Glass recalled an article in Science dated Nov. 29, 2002, titled: "Molecular hydrogen as an energy source by Helicobacter pylori." He noted, "The medical significance is that this organism is believed to be the causative agent in a number of human problems - gastritis, peptic ulcers and the development of certain types of gastric cancer."

Small Kids Put To Sleep For Surgery Court Lifelong Memory, Learning Deficits As Adults

Anesthesiologists should think twice before putting very small children to sleep while surgery is being performed. Drugs commonly used to anesthetize children can cause brain damage, long-term learning and memory disturbances in infant rats, which pinch-hit as very young human infants. A paper in the Journal of Neuroscience dated Feb. 1, 2003, reports that: "Early exposure to common anesthetic agents causes widespread neurodegeneration in the developing rat brain and persistent learning defects."

The investigators, neuropsychopharmacologists at Washington University in, St. Louis, put 7-day-old rats to sleep with a combination of three anesthetic drugs commonly used in pediatric surgery. They found that moderately severe cell death had occurred in several brain regions in every rat brain examined, including the hippocampus.

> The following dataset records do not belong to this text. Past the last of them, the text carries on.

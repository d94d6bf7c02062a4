//! Core formatting traits and the plain text implementation
//!
//! The end-of-test summary is built from sections (scenarios, checks,
//! thresholds, metrics), each rendered by an [`OutputFormatter`].

use crate::{
    error::{AppError, Result},
    models::{CheckOutcome, EndpointSummary, RunReport, ScenarioOutcome, StopReason, ThresholdOutcome, TrendStats},
    scenario::{format_duration, TestPlan},
};
use std::fmt::Write as _;

/// Main trait for output formatting
pub trait OutputFormatter {
    /// Format a header section
    fn format_header(&self, title: &str) -> Result<String>;

    /// Describe a plan before it runs (or for `--list-plans`)
    fn format_plan(&self, plan: &TestPlan, base_url: &str) -> Result<String>;

    /// Progress of every scenario
    fn format_scenarios(&self, scenarios: &[ScenarioOutcome]) -> Result<String>;

    /// Check pass/fail counts per tag
    fn format_checks(&self, checks: &[CheckOutcome]) -> Result<String>;

    /// Threshold results with observed values
    fn format_thresholds(&self, thresholds: &[ThresholdOutcome]) -> Result<String>;

    /// Per-endpoint trends and run totals
    fn format_metrics(&self, report: &RunReport) -> Result<String>;

    fn format_error(&self, error: &str) -> Result<String>;

    fn format_warning(&self, warning: &str) -> Result<String>;

    fn format_success(&self, message: &str) -> Result<String>;

    /// Full end-of-test summary
    fn format_summary(&self, report: &RunReport) -> Result<String> {
        let mut sections = vec![
            self.format_header(&format!("Summary: plan '{}' against {}", report.plan, report.base_url))?,
            self.format_scenarios(&report.scenarios)?,
            self.format_checks(&report.checks)?,
            self.format_thresholds(&report.thresholds)?,
            self.format_metrics(report)?,
        ];

        if report.interrupted {
            sections.push(self.format_warning("Run was interrupted; results are partial")?);
        }

        let failed = report.failed_thresholds();
        if failed.is_empty() {
            sections.push(self.format_success("All thresholds passed")?);
        } else {
            sections.push(self.format_error(&format!("{} of {} thresholds crossed", failed.len(), report.thresholds.len()))?);
        }

        Ok(sections.join("\n\n"))
    }
}

/// Configuration options for formatting
#[derive(Debug, Clone)]
pub struct FormattingOptions {
    pub enable_color: bool,
    /// Show every trend statistic instead of avg/p(95)/p(99) only
    pub verbose_mode: bool,
    pub table_borders: bool,
    pub max_width: usize,
}

impl Default for FormattingOptions {
    fn default() -> Self {
        Self {
            enable_color: true,
            verbose_mode: false,
            table_borders: true,
            max_width: 120,
        }
    }
}

/// Table formatting configuration
#[derive(Debug, Clone)]
pub struct TableFormat {
    pub columns: Vec<Column>,
    pub show_borders: bool,
    pub show_header: bool,
    pub min_column_width: usize,
    pub max_column_width: usize,
}

/// Column definition for table formatting
#[derive(Debug, Clone)]
pub struct Column {
    pub header: String,
    pub alignment: Alignment,
    pub min_width: usize,
    pub max_width: usize,
}

impl Column {
    fn left(header: &str, min_width: usize, max_width: usize) -> Self {
        Self {
            header: header.to_string(),
            alignment: Alignment::Left,
            min_width,
            max_width,
        }
    }

    fn right(header: &str, width: usize) -> Self {
        Self {
            header: header.to_string(),
            alignment: Alignment::Right,
            min_width: width,
            max_width: width.max(12),
        }
    }
}

/// Text alignment options
#[derive(Debug, Clone)]
pub enum Alignment {
    Left,
    Right,
    Center,
}

/// Row data for table formatting
pub type RowData = Vec<String>;

pub(crate) fn fmt_err(e: std::fmt::Error) -> AppError {
    AppError::internal(format!("Failed to format output: {}", e))
}

/// Human-readable milliseconds: µs below 1ms, seconds above 1s
pub fn format_duration_ms(duration_ms: f64) -> String {
    if duration_ms < 1.0 {
        format!("{:.2}µs", duration_ms * 1000.0)
    } else if duration_ms < 1000.0 {
        format!("{:.2}ms", duration_ms)
    } else if duration_ms < 60000.0 {
        format!("{:.2}s", duration_ms / 1000.0)
    } else {
        let minutes = (duration_ms / 60000.0) as u32;
        let seconds = (duration_ms % 60000.0) / 1000.0;
        format!("{}m{:.1}s", minutes, seconds)
    }
}

/// Percentage of a 0.0..=1.0 fraction
pub fn format_rate(rate: f64) -> String {
    format!("{:.2}%", rate * 100.0)
}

Less Virulent Pre-Venom' Has Jobs To Do Before Scorpion Releases True Venom'

Scorpions secrete a poisonous "pre-venom" with unique molecular properties and a mechanism of action that differs from that of true venom. Entomologists at the University of California at Davis studied one of several dozen scorpion species that yield medically important venoms.

They observed that a droplet of transparent fluid formed on the critters' stinger immediately before they released venom. The fluid proved more effective than true venom at causing paralysis in insects and pain in mice, although true venom was lethal to both.

Their paper, in the Proceedings of the National Academy of Sciences (PNAS) dated Jan. 21, 2003, is titled: "One scorpion, two venoms: prevenom of Parabuthus transvaalicus acts as an alternate type of venom with distinct mechanism of action."